Ahead of its General Assembly meeting in India, the Interpol announced that a special team set up by INTERPOL in Singapore will help governments around the world fight crimes involving virtual assets. Cryptocurrency and cybercrime will be the main focus of the forum.
Interpol sets up unit to tackle crypto-related crime, top executives reveal
The Indian press quoted INTERPOL Secretary General Jürgen Stock as saying that cryptocurrencies such as bitcoin pose challenges for law enforcement agencies, especially in the absence of a legal framework. He is in New Delhi for the 90th session of the INTERPOL General Assembly, which begins on Tuesday and runs until October 21.
During a press conference held today, Monday, the President of the International Criminal Police Organization (International Criminal Police Organization)ICPOHe also said that cryptocurrencies are emerging as a major threat around the world. Stock also revealed that Interpol has set up a team in Singapore, home of its global innovation complex, that will assist countries in their efforts to combat crimes committed using crypto assets.
Cryptocurrency and cybercrime will be the main focus of the gathering’s agenda as the body’s 195 members seek to improve cooperation in this area. “The massive advances in technology, the Internet of Everything, and digitization – due to cryptocurrency – are a challenge,” Stock explained.
The Spanish news agency EFE quoted the German as saying that law enforcement agencies are often not properly trained and equipped, to begin with. At the same time, he confirmed that a large amount of assets generated by criminal activities are being laundered through cryptocurrency.

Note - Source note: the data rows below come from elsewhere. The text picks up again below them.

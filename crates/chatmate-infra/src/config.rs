//! Chat configuration loader for chatmate.
//!
//! Reads `config.toml` from the data directory (`~/.chatmate/` in production)
//! and deserializes it into [`ChatConfig`]. Falls back to defaults when the
//! file is missing or malformed; values that parse but are out of range are
//! rejected.

use std::path::{Path, PathBuf};

use chatmate_types::config::ChatConfig;
use chatmate_types::error::ConfigError;

/// Environment variable overriding the data directory.
pub const DATA_DIR_ENV: &str = "CHATMATE_DATA_DIR";

/// Resolve the chatmate data directory.
///
/// `$CHATMATE_DATA_DIR` if set, otherwise `~/.chatmate`, otherwise
/// `./.chatmate`.
pub fn resolve_data_dir() -> PathBuf {
    if let Ok(dir) = std::env::var(DATA_DIR_ENV) {
        return PathBuf::from(dir);
    }

    if let Some(home) = dirs::home_dir() {
        return home.join(".chatmate");
    }

    // Last resort: current directory
    PathBuf::from(".chatmate")
}

/// Load chat configuration from `{data_dir}/config.toml`.
///
/// - If the file does not exist, returns [`ChatConfig::default()`].
/// - If the file cannot be read or parsed, logs a warning and returns the default.
/// - If the file parses, its values are validated and returned.
pub async fn load_chat_config(data_dir: &Path) -> Result<ChatConfig, ConfigError> {
    let config_path = data_dir.join("config.toml");

    let content = match tokio::fs::read_to_string(&config_path).await {
        Ok(content) => content,
        Err(err) if err.kind() == std::io::ErrorKind::NotFound => {
            tracing::debug!("No config.toml found at {}, using defaults", config_path.display());
            return Ok(ChatConfig::default());
        }
        Err(err) => {
            tracing::warn!("Failed to read {}: {err}, using defaults", config_path.display());
            return Ok(ChatConfig::default());
        }
    };

    let config = match toml::from_str::<ChatConfig>(&content) {
        Ok(config) => config,
        Err(err) => {
            tracing::warn!(
                "Failed to parse {}: {err}, using defaults",
                config_path.display()
            );
            return Ok(ChatConfig::default());
        }
    };

    config.validate()?;
    tracing::debug!(
        path = %config_path.display(),
        model = %config.model,
        history_window = config.history_window,
        "Loaded config.toml"
    );
    Ok(config)
}
//! LlmProvider trait definition.
//!
//! This is the core abstraction that all completion backends implement.
//! Uses RPITIT for `complete`.

use chatmate_types::llm::{CompletionRequest, CompletionResponse, LlmError};

/// Trait for LLM provider backends (OpenAI, test doubles, etc.).
///
/// Uses native async fn in traits (RPITIT, Rust 2024 edition).
///
/// Implementations live in chatmate-infra (e.g., `OpenAiCompatibleProvider`).
pub trait LlmProvider: Send + Sync {
    /// Human-readable provider name (e.g., "openai").
    fn name(&self) -> &str;

    /// Send a completion request and receive the full response.
    fn complete(
        &self,
        request: &CompletionRequest,
    ) -> impl std::future::Future<Output = Result<CompletionResponse, LlmError>> + Send;
}
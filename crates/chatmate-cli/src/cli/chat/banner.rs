//! Welcome banner display for chat sessions.

use std::io::{self, Write};

use console::style;

/// Print the welcome banner at the start of a chat session.
///
/// Shows the bot title, a short introduction, and how to leave.
pub fn print_welcome_banner() {
    let rule = "=".repeat(50);

    println!("{rule}");
    println!(
        "🤖 {}",
        style("English Chatbot - Practice Your English!").cyan().bold()
    );
    println!("{rule}");
    println!("Hello! I'm here to help you practice English.");
    println!("We can chat about anything you'd like.");
    println!("Type 'bye', 'exit', or 'quit' to end our conversation.");
    println!("{}", "-".repeat(50));
}

/// Write the two-line diagnostic for a missing API credential.
pub fn write_missing_credential(out: &mut impl Write, var: &str) -> io::Result<()> {
    writeln!(out, "Error: {var} environment variable not found.")?;
    writeln!(out, "Please set your OpenAI API key in the environment or .env file.")?;
    out.flush()
}

#[cfg(test)]
mod tests {
    use super::*;

    #[test]
    fn test_missing_credential_lines() {
        let mut out = Vec::new();
        write_missing_credential(&mut out, "OPENAI_API_KEY").unwrap();

        assert_eq!(
            String::from_utf8(out).unwrap(),
            "Error: OPENAI_API_KEY environment variable not found.\n\
             Please set your OpenAI API key in the environment or .env file.\n"
        );
    }
}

Praveen Sinha, Special Director of India’s Central Bureau of Investigation, pointed out that it is increasingly difficult to decipher cybercrime. “The only answer is international cooperation, coordination, trust and real-time information exchange,” the Indian representative commented.
The two officials highlighted the important role of Interpol in improving global police cooperation. Jürgen Stock also made it clear that its members intend to explore the future of policing in an increasingly digital world in light of the task of finalizing the organization’s Vision 2030.
The data comes after the European Union’s law enforcement cooperation agency (Europol) acknowledged last month that the growing use of cryptocurrencies across borders and industries is coming with growing abuse. The European law enforcement agency has also indicated that it is seeking to use blockchain tools to investigate organized crime and money laundering.
Do you expect INTERPOL to significantly increase efforts and resources dedicated to tackling crypto-related crimes in the coming years? Tell us in the comments section below.